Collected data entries

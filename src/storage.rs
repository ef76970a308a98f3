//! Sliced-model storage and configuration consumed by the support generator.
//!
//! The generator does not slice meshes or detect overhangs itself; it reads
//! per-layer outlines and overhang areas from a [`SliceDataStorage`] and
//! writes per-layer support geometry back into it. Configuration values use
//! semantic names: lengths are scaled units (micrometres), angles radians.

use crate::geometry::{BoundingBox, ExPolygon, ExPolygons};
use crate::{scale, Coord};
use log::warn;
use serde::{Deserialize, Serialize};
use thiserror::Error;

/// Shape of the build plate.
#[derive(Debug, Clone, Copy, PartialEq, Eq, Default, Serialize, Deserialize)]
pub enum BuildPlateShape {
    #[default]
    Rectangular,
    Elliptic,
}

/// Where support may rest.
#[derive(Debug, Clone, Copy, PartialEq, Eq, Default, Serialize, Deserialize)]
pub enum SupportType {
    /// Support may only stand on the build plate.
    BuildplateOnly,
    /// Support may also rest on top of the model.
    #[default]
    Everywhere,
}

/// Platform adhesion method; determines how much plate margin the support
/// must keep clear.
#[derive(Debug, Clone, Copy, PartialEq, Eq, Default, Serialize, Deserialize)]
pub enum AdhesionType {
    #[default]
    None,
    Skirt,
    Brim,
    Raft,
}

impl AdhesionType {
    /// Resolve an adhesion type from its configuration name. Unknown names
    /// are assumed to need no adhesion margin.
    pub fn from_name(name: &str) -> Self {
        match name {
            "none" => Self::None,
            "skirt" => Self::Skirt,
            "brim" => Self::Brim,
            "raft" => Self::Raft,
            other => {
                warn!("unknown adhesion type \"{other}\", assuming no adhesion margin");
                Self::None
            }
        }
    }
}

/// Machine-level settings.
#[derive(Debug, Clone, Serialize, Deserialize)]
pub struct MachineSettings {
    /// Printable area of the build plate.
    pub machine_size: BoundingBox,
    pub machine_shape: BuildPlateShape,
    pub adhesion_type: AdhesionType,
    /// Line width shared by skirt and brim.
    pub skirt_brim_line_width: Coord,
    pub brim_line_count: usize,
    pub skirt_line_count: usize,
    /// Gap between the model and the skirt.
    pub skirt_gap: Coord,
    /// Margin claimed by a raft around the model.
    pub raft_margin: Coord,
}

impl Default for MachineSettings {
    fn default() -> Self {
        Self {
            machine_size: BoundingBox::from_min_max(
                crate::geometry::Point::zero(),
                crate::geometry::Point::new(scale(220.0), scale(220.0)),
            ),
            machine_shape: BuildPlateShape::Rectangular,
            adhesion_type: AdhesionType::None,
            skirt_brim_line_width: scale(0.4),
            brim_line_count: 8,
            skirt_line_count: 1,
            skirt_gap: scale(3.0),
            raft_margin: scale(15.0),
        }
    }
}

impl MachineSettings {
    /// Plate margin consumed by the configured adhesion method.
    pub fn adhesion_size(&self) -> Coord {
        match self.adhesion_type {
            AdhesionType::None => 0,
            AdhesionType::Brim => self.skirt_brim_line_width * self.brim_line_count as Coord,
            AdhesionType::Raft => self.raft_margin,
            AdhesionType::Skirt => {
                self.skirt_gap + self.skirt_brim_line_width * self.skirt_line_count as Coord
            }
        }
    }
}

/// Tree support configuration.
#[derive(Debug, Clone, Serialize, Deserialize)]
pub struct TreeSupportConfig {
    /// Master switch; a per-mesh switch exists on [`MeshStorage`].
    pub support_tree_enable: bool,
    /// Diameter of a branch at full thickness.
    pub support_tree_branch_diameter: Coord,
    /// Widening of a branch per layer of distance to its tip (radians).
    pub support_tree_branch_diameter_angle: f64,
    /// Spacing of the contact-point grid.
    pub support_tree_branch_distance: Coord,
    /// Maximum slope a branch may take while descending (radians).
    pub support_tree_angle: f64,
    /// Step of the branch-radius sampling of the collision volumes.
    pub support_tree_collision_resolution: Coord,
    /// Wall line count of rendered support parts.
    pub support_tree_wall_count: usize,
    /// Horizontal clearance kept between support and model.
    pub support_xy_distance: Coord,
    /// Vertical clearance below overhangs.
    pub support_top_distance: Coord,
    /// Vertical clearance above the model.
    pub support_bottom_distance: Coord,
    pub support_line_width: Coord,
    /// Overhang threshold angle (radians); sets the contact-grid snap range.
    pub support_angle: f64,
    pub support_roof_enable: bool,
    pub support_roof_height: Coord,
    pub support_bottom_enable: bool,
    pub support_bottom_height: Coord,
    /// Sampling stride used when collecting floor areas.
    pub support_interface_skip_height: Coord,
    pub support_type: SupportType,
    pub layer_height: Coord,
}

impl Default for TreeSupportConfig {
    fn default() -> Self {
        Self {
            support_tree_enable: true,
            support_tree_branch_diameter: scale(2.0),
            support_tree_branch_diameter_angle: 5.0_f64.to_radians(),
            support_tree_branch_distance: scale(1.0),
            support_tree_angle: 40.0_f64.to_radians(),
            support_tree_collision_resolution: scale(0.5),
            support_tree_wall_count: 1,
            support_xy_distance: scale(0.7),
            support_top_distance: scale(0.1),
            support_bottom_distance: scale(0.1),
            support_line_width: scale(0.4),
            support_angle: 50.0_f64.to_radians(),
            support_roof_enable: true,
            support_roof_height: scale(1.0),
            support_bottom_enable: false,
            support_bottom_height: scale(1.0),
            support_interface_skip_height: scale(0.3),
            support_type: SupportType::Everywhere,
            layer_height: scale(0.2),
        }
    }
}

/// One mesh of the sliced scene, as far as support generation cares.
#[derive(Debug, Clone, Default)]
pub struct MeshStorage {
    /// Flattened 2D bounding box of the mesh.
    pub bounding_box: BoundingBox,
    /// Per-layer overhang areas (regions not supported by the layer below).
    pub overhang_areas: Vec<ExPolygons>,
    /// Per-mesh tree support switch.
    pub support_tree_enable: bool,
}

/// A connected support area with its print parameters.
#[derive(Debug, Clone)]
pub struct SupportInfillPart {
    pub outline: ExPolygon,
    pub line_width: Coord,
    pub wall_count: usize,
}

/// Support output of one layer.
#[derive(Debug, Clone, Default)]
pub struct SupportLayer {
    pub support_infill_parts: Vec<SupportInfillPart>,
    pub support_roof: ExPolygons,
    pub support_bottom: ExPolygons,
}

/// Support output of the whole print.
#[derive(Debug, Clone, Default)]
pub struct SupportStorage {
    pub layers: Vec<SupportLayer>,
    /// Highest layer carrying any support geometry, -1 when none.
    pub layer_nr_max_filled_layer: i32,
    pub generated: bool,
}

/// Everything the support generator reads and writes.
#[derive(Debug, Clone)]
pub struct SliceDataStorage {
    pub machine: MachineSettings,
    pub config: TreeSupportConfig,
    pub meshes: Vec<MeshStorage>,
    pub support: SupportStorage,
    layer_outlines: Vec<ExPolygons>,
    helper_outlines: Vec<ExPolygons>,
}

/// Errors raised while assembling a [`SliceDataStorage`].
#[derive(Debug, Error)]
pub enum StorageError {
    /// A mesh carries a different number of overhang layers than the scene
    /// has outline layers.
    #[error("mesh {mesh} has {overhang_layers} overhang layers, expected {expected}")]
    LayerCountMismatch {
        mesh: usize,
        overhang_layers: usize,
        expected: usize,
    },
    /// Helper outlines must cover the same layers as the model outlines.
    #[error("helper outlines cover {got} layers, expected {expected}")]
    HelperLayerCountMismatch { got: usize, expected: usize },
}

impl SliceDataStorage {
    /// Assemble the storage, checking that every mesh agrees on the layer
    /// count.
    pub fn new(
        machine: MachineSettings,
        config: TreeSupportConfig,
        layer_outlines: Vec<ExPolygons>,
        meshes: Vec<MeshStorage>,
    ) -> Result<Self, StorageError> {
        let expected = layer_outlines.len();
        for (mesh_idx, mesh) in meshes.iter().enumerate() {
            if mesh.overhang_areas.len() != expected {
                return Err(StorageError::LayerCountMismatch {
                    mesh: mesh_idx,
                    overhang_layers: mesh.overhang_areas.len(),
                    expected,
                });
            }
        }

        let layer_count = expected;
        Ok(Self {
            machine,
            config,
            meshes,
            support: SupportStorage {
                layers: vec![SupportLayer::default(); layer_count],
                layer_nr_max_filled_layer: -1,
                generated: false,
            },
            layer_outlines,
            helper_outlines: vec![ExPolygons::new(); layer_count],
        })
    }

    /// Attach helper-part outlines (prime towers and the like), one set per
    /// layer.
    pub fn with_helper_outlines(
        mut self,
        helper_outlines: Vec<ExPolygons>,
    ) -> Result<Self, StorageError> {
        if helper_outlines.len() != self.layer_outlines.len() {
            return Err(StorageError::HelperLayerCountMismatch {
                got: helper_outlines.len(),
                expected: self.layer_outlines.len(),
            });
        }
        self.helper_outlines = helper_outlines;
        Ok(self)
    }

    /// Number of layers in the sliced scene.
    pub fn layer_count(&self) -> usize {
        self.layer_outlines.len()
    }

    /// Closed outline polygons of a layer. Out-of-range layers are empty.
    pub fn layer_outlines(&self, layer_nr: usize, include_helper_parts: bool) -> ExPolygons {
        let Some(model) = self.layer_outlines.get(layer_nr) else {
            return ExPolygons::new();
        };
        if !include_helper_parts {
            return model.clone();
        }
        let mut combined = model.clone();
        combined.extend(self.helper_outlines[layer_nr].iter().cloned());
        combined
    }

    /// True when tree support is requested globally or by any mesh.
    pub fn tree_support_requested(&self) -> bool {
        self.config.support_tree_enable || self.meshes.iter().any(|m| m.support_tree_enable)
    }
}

**Activity**
Look above for the line holding "pub struct MachineSettings". Print it and every line after it, exactly, through the line holding "and the skirt.".

**Result**
pub struct MachineSettings {
    /// Printable area of the build plate.
    pub machine_size: BoundingBox,
    pub machine_shape: BuildPlateShape,
    pub adhesion_type: AdhesionType,
    /// Line width shared by skirt and brim.
    pub skirt_brim_line_width: Coord,
    pub brim_line_count: usize,
    pub skirt_line_count: usize,
    /// Gap between the model and the skirt.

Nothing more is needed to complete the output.